The Boeing 747 is receiving important updates on the floppy disk
The Boeing 747 is receiving important updates on the floppy disk

The Boeing 747-400 was first introduced in 1988. Important software updates are available on a 3.5-inch floppy disk.

Safety researchers on the team (Pen Test Partners) recently secured the right to use a British Airways Boeing 747 after they had recently decided to withdraw from the fleet due to a steep drop. Traveling during the UK Coronavirus Pandemic.

The team was able to inspect the entire avionics cabin below the passenger deck and use modular black box racks similar to those in data centers to perform various functions of the aircraft.

The Stylus Test Partners team found a 3.5-inch floppy drive in the cockpit that downloads critical navigation databases that need to be updated every 28 days. Engineers had to visit the plane every month to keep it abreast of the latest updates.

While it may seem surprising that 3.5-inch floppy disks are still used in aircraft today, many Boeing 737s have also used floppy disks to load avionics software for years.

According to a 2015 Aviation Today report, the databases on these drives are getting bigger and bigger.
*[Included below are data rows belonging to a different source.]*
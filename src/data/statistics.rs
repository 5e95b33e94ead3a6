//! Per-column basic statistics attached to a table.
//!
//! A table may carry pre-aggregated minimum, maximum, sum and sum of squares
//! for each column, each stored as a `1 x p` table. Algorithms that need them
//! check the slot first and compute on demand otherwise.

use std::sync::Arc;

use tracing::debug;

use super::homogen::HomogenTable;
use super::table::{NumericTable, NumericTableExt, NumericTablePtr};
use crate::error::TableError;

/// Which aggregate a statistics slot holds.
#[derive(Debug, Clone, Copy, PartialEq, Eq, Hash)]
pub enum StatisticKind {
    Minimum,
    Maximum,
    Sum,
    SumSquares,
}

impl StatisticKind {
    /// Every kind.
    pub const ALL: [StatisticKind; 4] = [
        StatisticKind::Minimum,
        StatisticKind::Maximum,
        StatisticKind::Sum,
        StatisticKind::SumSquares,
    ];
}

/// Optional per-column aggregates, each a `1 x p` table.
#[derive(Debug, Clone, Default)]
pub struct BasicStatistics {
    minimum: Option<NumericTablePtr>,
    maximum: Option<NumericTablePtr>,
    sum: Option<NumericTablePtr>,
    sum_squares: Option<NumericTablePtr>,
}

impl BasicStatistics {
    fn slot(&self, kind: StatisticKind) -> &Option<NumericTablePtr> {
        match kind {
            StatisticKind::Minimum => &self.minimum,
            StatisticKind::Maximum => &self.maximum,
            StatisticKind::Sum => &self.sum,
            StatisticKind::SumSquares => &self.sum_squares,
        }
    }

    fn slot_mut(&mut self, kind: StatisticKind) -> &mut Option<NumericTablePtr> {
        match kind {
            StatisticKind::Minimum => &mut self.minimum,
            StatisticKind::Maximum => &mut self.maximum,
            StatisticKind::Sum => &mut self.sum,
            StatisticKind::SumSquares => &mut self.sum_squares,
        }
    }

    /// Table stored for `kind`, if any.
    pub fn get(&self, kind: StatisticKind) -> Option<&NumericTablePtr> {
        self.slot(kind).as_ref()
    }

    /// Store a table for `kind`, returning the previous one.
    pub fn set(
        &mut self,
        kind: StatisticKind,
        table: impl Into<Option<NumericTablePtr>>,
    ) -> Option<NumericTablePtr> {
        std::mem::replace(self.slot_mut(kind), table.into())
    }

    /// Returns true if no slot is filled.
    pub fn is_empty(&self) -> bool {
        StatisticKind::ALL.iter().all(|&k| self.slot(k).is_none())
    }

    /// Empty every slot.
    pub fn clear(&mut self) {
        *self = Self::default();
    }

    /// Row of `kind`'s table as `f64`, if present.
    pub fn values(&self, kind: StatisticKind) -> Result<Option<Vec<f64>>, TableError> {
        match self.get(kind) {
            Some(table) => Ok(Some(table.get_block_of_rows::<f64>(0, 1)?.into_owned())),
            None => Ok(None),
        }
    }
}

// =============================================================================
// Computation
// =============================================================================

/// Parallelism hint for [`compute_basic_statistics`].
#[derive(Clone, Copy, Debug, PartialEq, Eq, Default)]
pub enum Parallelism {
    /// Process blocks one after another on the calling thread.
    #[default]
    Sequential,
    /// Process blocks on the rayon pool when there is more than one.
    Parallel,
}

impl Parallelism {
    /// Downgrade to sequential when there is at most one block (or when the
    /// crate is built without `parallel`).
    #[inline]
    pub fn for_blocks(self, num_blocks: usize) -> Self {
        if cfg!(feature = "parallel") && self == Parallelism::Parallel && num_blocks > 1 {
            Parallelism::Parallel
        } else {
            Parallelism::Sequential
        }
    }
}

#[derive(Debug, Clone)]
struct Partial {
    min: Vec<f64>,
    max: Vec<f64>,
    sum: Vec<f64>,
    sum_squares: Vec<f64>,
}

impl Partial {
    fn identity(width: usize) -> Self {
        Self {
            min: vec![f64::INFINITY; width],
            max: vec![f64::NEG_INFINITY; width],
            sum: vec![0.0; width],
            sum_squares: vec![0.0; width],
        }
    }

    fn accumulate(mut self, values: &[f64], width: usize) -> Self {
        for row in values.chunks_exact(width.max(1)) {
            for (j, &v) in row.iter().enumerate() {
                self.min[j] = self.min[j].min(v);
                self.max[j] = self.max[j].max(v);
                self.sum[j] += v;
                self.sum_squares[j] += v * v;
            }
        }
        self
    }

    fn merge(mut self, other: Partial) -> Self {
        for j in 0..self.min.len() {
            self.min[j] = self.min[j].min(other.min[j]);
            self.max[j] = self.max[j].max(other.max[j]);
            self.sum[j] += other.sum[j];
            self.sum_squares[j] += other.sum_squares[j];
        }
        self
    }
}

fn block_partial<N: NumericTable + ?Sized>(
    table: &N,
    start: usize,
    block_rows: usize,
) -> Result<Partial, TableError> {
    let width = table.num_columns();
    let n = block_rows.min(table.num_rows() - start);
    let block = table.get_block_of_rows::<f64>(start, n)?;
    Ok(Partial::identity(width).accumulate(&block, width))
}

/// Compute per-column minimum, maximum, sum and sum of squares.
///
/// Rows are read in disjoint blocks of `block_rows` (zero means one block)
/// and the per-block aggregates reduced. For a table without rows the
/// minimum and maximum are NaN and the sums are zero.
pub fn compute_basic_statistics<N: NumericTable + ?Sized>(
    table: &N,
    block_rows: usize,
    parallelism: Parallelism,
) -> Result<BasicStatistics, TableError> {
    let num_rows = table.num_rows();
    let width = table.num_columns();
    let block_rows = if block_rows == 0 { num_rows.max(1) } else { block_rows };
    let starts: Vec<usize> = (0..num_rows).step_by(block_rows).collect();
    let parallelism = parallelism.for_blocks(starts.len());
    debug!(num_rows, width, blocks = starts.len(), ?parallelism, "computing basic statistics");

    let total = match parallelism {
        #[cfg(feature = "parallel")]
        Parallelism::Parallel => {
            use rayon::prelude::*;
            starts
                .par_iter()
                .map(|&start| block_partial(table, start, block_rows))
                .try_reduce(|| Partial::identity(width), |a, b| Ok(a.merge(b)))?
        }
        _ => starts
            .iter()
            .try_fold(Partial::identity(width), |acc, &start| {
                block_partial(table, start, block_rows).map(|p| acc.merge(p))
            })?,
    };

    let (min, max) = if num_rows == 0 {
        (vec![f64::NAN; width], vec![f64::NAN; width])
    } else {
        (total.min, total.max)
    };

    let row = |values: Vec<f64>| -> Result<NumericTablePtr, TableError> {
        Ok(Arc::new(HomogenTable::from_rows(&[values])?))
    };
    let mut stats = BasicStatistics::default();
    stats.set(StatisticKind::Minimum, row(min)?);
    stats.set(StatisticKind::Maximum, row(max)?);
    stats.set(StatisticKind::Sum, row(total.sum)?);
    stats.set(StatisticKind::SumSquares, row(total.sum_squares)?);
    Ok(stats)
}

/// Compute the statistics of `table` and store them in its slots.
pub fn attach_basic_statistics<N: NumericTable + ?Sized>(
    table: &mut N,
    block_rows: usize,
    parallelism: Parallelism,
) -> Result<(), TableError> {
    let stats = compute_basic_statistics(&*table, block_rows, parallelism)?;
    *table.basic_statistics_mut() = stats;
    Ok(())
}

#[cfg(test)]
mod tests {
    use super::*;
    use approx::assert_relative_eq;

    fn table() -> HomogenTable<f32> {
        HomogenTable::from_rows(&[[1.0f32, -2.0], [3.0, 4.0], [-5.0, 6.0], [7.0, 0.5]]).unwrap()
    }

    #[test]
    fn slots_start_empty() {
        let mut stats = BasicStatistics::default();
        assert!(stats.is_empty());
        let sum: NumericTablePtr = Arc::new(HomogenTable::<f64>::new(1, 2).unwrap());
        assert!(stats.set(StatisticKind::Sum, sum).is_none());
        assert!(stats.get(StatisticKind::Sum).is_some());
        assert!(stats.get(StatisticKind::Minimum).is_none());
        stats.clear();
        assert!(stats.is_empty());
    }

    #[test]
    fn sequential_statistics() {
        let stats = compute_basic_statistics(&table(), 3, Parallelism::Sequential).unwrap();
        assert_eq!(stats.values(StatisticKind::Minimum).unwrap(), Some(vec![-5.0, -2.0]));
        assert_eq!(stats.values(StatisticKind::Maximum).unwrap(), Some(vec![7.0, 6.0]));
        assert_eq!(stats.values(StatisticKind::Sum).unwrap(), Some(vec![6.0, 8.5]));
        let squares = stats.values(StatisticKind::SumSquares).unwrap().unwrap();
        assert_relative_eq!(squares[0], 84.0);
        assert_relative_eq!(squares[1], 56.25);
    }

    #[test]
    fn parallel_matches_sequential() {
        let data = table();
        let seq = compute_basic_statistics(&data, 1, Parallelism::Sequential).unwrap();
        let par = compute_basic_statistics(&data, 1, Parallelism::Parallel).unwrap();
        for kind in StatisticKind::ALL {
            assert_eq!(seq.values(kind).unwrap(), par.values(kind).unwrap(), "{kind:?}");
        }
    }

    #[test]
    fn empty_table() {
        let empty = HomogenTable::<f64>::new(0, 3).unwrap();
        let stats = compute_basic_statistics(&empty, 0, Parallelism::Parallel).unwrap();
        let min = stats.values(StatisticKind::Minimum).unwrap().unwrap();
        assert!(min.iter().all(|v| v.is_nan()));
        assert_eq!(stats.values(StatisticKind::Sum).unwrap(), Some(vec![0.0; 3]));
    }

    #[test]
    fn attach_fills_slots() {
        let mut data = table();
        attach_basic_statistics(&mut data, 2, Parallelism::Sequential).unwrap();
        let max = data.basic_statistics().get(StatisticKind::Maximum).unwrap();
        assert_eq!(max.num_rows(), 1);
        assert_eq!(max.num_columns(), 2);
    }

    #[test]
    fn parallelism_downgrades_single_block() {
        assert_eq!(Parallelism::Parallel.for_blocks(1), Parallelism::Sequential);
        assert_eq!(Parallelism::Sequential.for_blocks(8), Parallelism::Sequential);
    }
}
Some airlines are reluctant to use floppy disks, while others continue to use them as engineers visit the plane every month to download eight discs, including airport, road and runway updates.

The 10-minute Boeing 747 video tour is an understanding of parts of an aircraft that you've never seen before, especially on board a decades-old plane.

This concert tour is part of this year's Virtual Def Con (the biggest hacker conference in the USA).

As modern aircraft rely on more advanced technologies, security researchers are increasingly interested in how to prevent passenger aircraft from disrupting flight.

The security of the in-flight entertainment system is especially important as security researchers discovered a bug on British Airways flights over the past year.

Researchers were able to instantly paste long strings of characters into the chat app using a USB mouse, completely disrupting the on-board entertainment system.

Security researchers are always looking for vulnerabilities that allow them to communicate with the flight system in parts of an aircraft that are open to the public.

Modern aircraft (such as Boeing 787) use a fiber optic network in which all avionics are connected to the network and are controlled by two computers that perform important flight operations.

However, the software that powers modern aircraft is not always reliable, as Boeing has resumed production of the defective 737 Max after two fatal crashes caused by software bugs, resulting in 346 passengers and crew. In fatal accidents. dead.

While modern technology can be used, it does not prevent the development of floppy disks in other industries.

The Pentagon stopped using 8-inch floppy disks to coordinate national nuclear forces in October, and floppy disks flooded the International Space Station.